ACTION ITEM:
Transcribe each entry so that nothing differs from the original.

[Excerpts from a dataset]
====

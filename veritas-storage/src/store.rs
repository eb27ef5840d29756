//! Durable message store contract and in-memory implementation.
//!
//! The real store is an external collaborator; the pipeline depends only on
//! `MessageStore`. `InMemoryMessageStore` backs tests and the stdin driver.

use async_trait::async_trait;
use std::collections::BTreeMap;
use std::sync::{Arc, RwLock};
use veritas_core::{MessageRecord, Snowflake, StorageError, Timestamp};

/// Result type for store operations.
pub type StorageResult<T> = Result<T, StorageError>;

/// Selection criteria for history queries.
#[derive(Debug, Clone, PartialEq, Eq)]
pub struct MessageFilter {
    pub scope_id: Snowflake,
    pub author_id: Option<Snowflake>,
    pub channel_id: Option<Snowflake>,
    pub exclude_bots: bool,
}

impl MessageFilter {
    /// Every message in a scope.
    pub fn scope(scope_id: Snowflake) -> Self {
        Self {
            scope_id,
            author_id: None,
            channel_id: None,
            exclude_bots: false,
        }
    }

    /// One author's messages in a scope.
    pub fn author(author_id: Snowflake, scope_id: Snowflake) -> Self {
        Self {
            author_id: Some(author_id),
            ..Self::scope(scope_id)
        }
    }

    pub fn in_channel(mut self, channel_id: Snowflake) -> Self {
        self.channel_id = Some(channel_id);
        self
    }

    pub fn without_bots(mut self) -> Self {
        self.exclude_bots = true;
        self
    }

    pub fn matches(&self, record: &MessageRecord) -> bool {
        record.scope_id == self.scope_id
            && self.author_id.map_or(true, |a| record.author_id == a)
            && self.channel_id.map_or(true, |c| record.channel_id == c)
            && !(self.exclude_bots && record.is_bot)
    }
}

/// Durable, append-only message store.
#[async_trait]
pub trait MessageStore: Send + Sync {
    /// Insert a message. Inserting an id twice is `StorageError::Duplicate`.
    async fn insert(&self, record: &MessageRecord) -> StorageResult<()>;

    /// Most recent matching messages, newest first.
    async fn find_recent(
        &self,
        filter: &MessageFilter,
        limit: usize,
    ) -> StorageResult<Vec<MessageRecord>>;

    /// Number of matching messages.
    async fn count(&self, filter: &MessageFilter) -> StorageResult<usize>;

    /// Messages created before `cutoff`, oldest first, at most `limit`.
    async fn find_older_than(
        &self,
        cutoff: Timestamp,
        limit: usize,
    ) -> StorageResult<Vec<MessageRecord>>;

    /// Delete messages by id. Returns how many existed.
    async fn delete_many(&self, ids: &[Snowflake]) -> StorageResult<usize>;
}

// ============================================================================
// IN-MEMORY STORE
// ============================================================================

/// In-memory message store keyed by snowflake.
#[derive(Debug, Clone, Default)]
pub struct InMemoryMessageStore {
    messages: Arc<RwLock<BTreeMap<Snowflake, MessageRecord>>>,
}

impl InMemoryMessageStore {
    pub fn new() -> Self {
        Self::default()
    }

    /// Number of stored messages.
    pub fn len(&self) -> usize {
        self.messages.read().map(|m| m.len()).unwrap_or(0)
    }

    pub fn is_empty(&self) -> bool {
        self.len() == 0
    }

    pub fn contains(&self, id: Snowflake) -> bool {
        self.messages
            .read()
            .map(|m| m.contains_key(&id))
            .unwrap_or(false)
    }
}

#[async_trait]
impl MessageStore for InMemoryMessageStore {
    async fn insert(&self, record: &MessageRecord) -> StorageResult<()> {
        let mut messages = self.messages.write().map_err(|_| StorageError::LockPoisoned)?;
        if messages.contains_key(&record.id) {
            return Err(StorageError::Duplicate { id: record.id });
        }
        messages.insert(record.id, record.clone());
        Ok(())
    }

    async fn find_recent(
        &self,
        filter: &MessageFilter,
        limit: usize,
    ) -> StorageResult<Vec<MessageRecord>> {
        let messages = self.messages.read().map_err(|_| StorageError::LockPoisoned)?;
        let mut matching: Vec<&MessageRecord> =
            messages.values().filter(|m| filter.matches(m)).collect();
        matching.sort_by(|a, b| (b.created_at, b.id).cmp(&(a.created_at, a.id)));
        Ok(matching.into_iter().take(limit).cloned().collect())
    }

    async fn count(&self, filter: &MessageFilter) -> StorageResult<usize> {
        let messages = self.messages.read().map_err(|_| StorageError::LockPoisoned)?;
        Ok(messages.values().filter(|m| filter.matches(m)).count())
    }

    async fn find_older_than(
        &self,
        cutoff: Timestamp,
        limit: usize,
    ) -> StorageResult<Vec<MessageRecord>> {
        let messages = self.messages.read().map_err(|_| StorageError::LockPoisoned)?;
        let mut old: Vec<&MessageRecord> =
            messages.values().filter(|m| m.created_at < cutoff).collect();
        old.sort_by_key(|m| (m.created_at, m.id));
        Ok(old.into_iter().take(limit).cloned().collect())
    }

    async fn delete_many(&self, ids: &[Snowflake]) -> StorageResult<usize> {
        let mut messages = self.messages.write().map_err(|_| StorageError::LockPoisoned)?;
        Ok(ids.iter().filter(|id| messages.remove(*id).is_some()).count())
    }
}

// ============================================================================
// UNIT TESTS
// ============================================================================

====

COMPLETED EXERCISE:
filename veritas-storage/src/store.rs
repository eb27ef5840d29756
//! Durable message store contract and in-memory implementation.
//!
//! The real store is an external collaborator; the pipeline depends only on
//! `MessageStore`. `InMemoryMessageStore` backs tests and the stdin driver.

use async_trait::async_trait;
use std::collections::BTreeMap;
use std::sync::{Arc, RwLock};
use veritas_core::{MessageRecord, Snowflake, StorageError, Timestamp};

/// Result type for store operations.
pub type StorageResult<T> = Result<T, StorageError>;

/// Selection criteria for history queries.
#[derive(Debug, Clone, PartialEq, Eq)]
pub struct MessageFilter {
    pub scope_id: Snowflake,
    pub author_id: Option<Snowflake>,
    pub channel_id: Option<Snowflake>,
    pub exclude_bots: bool,
}

impl MessageFilter {
    /// Every message in a scope.
    pub fn scope(scope_id: Snowflake) -> Self {
        Self {
            scope_id,
            author_id: None,
            channel_id: None,
            exclude_bots: false,
        }
    }

    /// One author's messages in a scope.
    pub fn author(author_id: Snowflake, scope_id: Snowflake) -> Self {
        Self {
            author_id: Some(author_id),
            ..Self::scope(scope_id)
        }
    }

    pub fn in_channel(mut self, channel_id: Snowflake) -> Self {
        self.channel_id = Some(channel_id);
        self
    }

    pub fn without_bots(mut self) -> Self {
        self.exclude_bots = true;
        self
    }

    pub fn matches(&self, record: &MessageRecord) -> bool {
        record.scope_id == self.scope_id
            && self.author_id.map_or(true, |a| record.author_id == a)
            && self.channel_id.map_or(true, |c| record.channel_id == c)
            && !(self.exclude_bots && record.is_bot)
    }
}

/// Durable, append-only message store.
#[async_trait]
pub trait MessageStore: Send + Sync {
    /// Insert a message. Inserting an id twice is `StorageError::Duplicate`.
    async fn insert(&self, record: &MessageRecord) -> StorageResult<()>;

    /// Most recent matching messages, newest first.
    async fn find_recent(
        &self,
        filter: &MessageFilter,
        limit: usize,
    ) -> StorageResult<Vec<MessageRecord>>;

    /// Number of matching messages.
    async fn count(&self, filter: &MessageFilter) -> StorageResult<usize>;

    /// Messages created before `cutoff`, oldest first, at most `limit`.
    async fn find_older_than(
        &self,
        cutoff: Timestamp,
        limit: usize,
    ) -> StorageResult<Vec<MessageRecord>>;

    /// Delete messages by id. Returns how many existed.
    async fn delete_many(&self, ids: &[Snowflake]) -> StorageResult<usize>;
}

// ============================================================================
// IN-MEMORY STORE
// ============================================================================

/// In-memory message store keyed by snowflake.
#[derive(Debug, Clone, Default)]
pub struct InMemoryMessageStore {
    messages: Arc<RwLock<BTreeMap<Snowflake, MessageRecord>>>,
}

impl InMemoryMessageStore {
    pub fn new() -> Self {
        Self::default()
    }

    /// Number of stored messages.
    pub fn len(&self) -> usize {
        self.messages.read().map(|m| m.len()).unwrap_or(0)
    }

    pub fn is_empty(&self) -> bool {
        self.len() == 0
    }

    pub fn contains(&self, id: Snowflake) -> bool {
        self.messages
            .read()
            .map(|m| m.contains_key(&id))
            .unwrap_or(false)
    }
}

#[async_trait]
impl MessageStore for InMemoryMessageStore {
    async fn insert(&self, record: &MessageRecord) -> StorageResult<()> {
        let mut messages = self.messages.write().map_err(|_| StorageError::LockPoisoned)?;
        if messages.contains_key(&record.id) {
            return Err(StorageError::Duplicate { id: record.id });
        }
        messages.insert(record.id, record.clone());
        Ok(())
    }

    async fn find_recent(
        &self,
        filter: &MessageFilter,
        limit: usize,
    ) -> StorageResult<Vec<MessageRecord>> {
        let messages = self.messages.read().map_err(|_| StorageError::LockPoisoned)?;
        let mut matching: Vec<&MessageRecord> =
            messages.values().filter(|m| filter.matches(m)).collect();
        matching.sort_by(|a, b| (b.created_at, b.id).cmp(&(a.created_at, a.id)));
        Ok(matching.into_iter().take(limit).cloned().collect())
    }

    async fn count(&self, filter: &MessageFilter) -> StorageResult<usize> {
        let messages = self.messages.read().map_err(|_| StorageError::LockPoisoned)?;
        Ok(messages.values().filter(|m| filter.matches(m)).count())
    }

    async fn find_older_than(
        &self,
        cutoff: Timestamp,
        limit: usize,
    ) -> StorageResult<Vec<MessageRecord>> {
        let messages = self.messages.read().map_err(|_| StorageError::LockPoisoned)?;
        let mut old: Vec<&MessageRecord> =
            messages.values().filter(|m| m.created_at < cutoff).collect();
        old.sort_by_key(|m| (m.created_at, m.id));
        Ok(old.into_iter().take(limit).cloned().collect())
    }

    async fn delete_many(&self, ids: &[Snowflake]) -> StorageResult<usize> {
        let mut messages = self.messages.write().map_err(|_| StorageError::LockPoisoned)?;
        Ok(ids.iter().filter(|id| messages.remove(*id).is_some()).count())
    }
}

// ============================================================================
// UNIT TESTS
// ============================================================================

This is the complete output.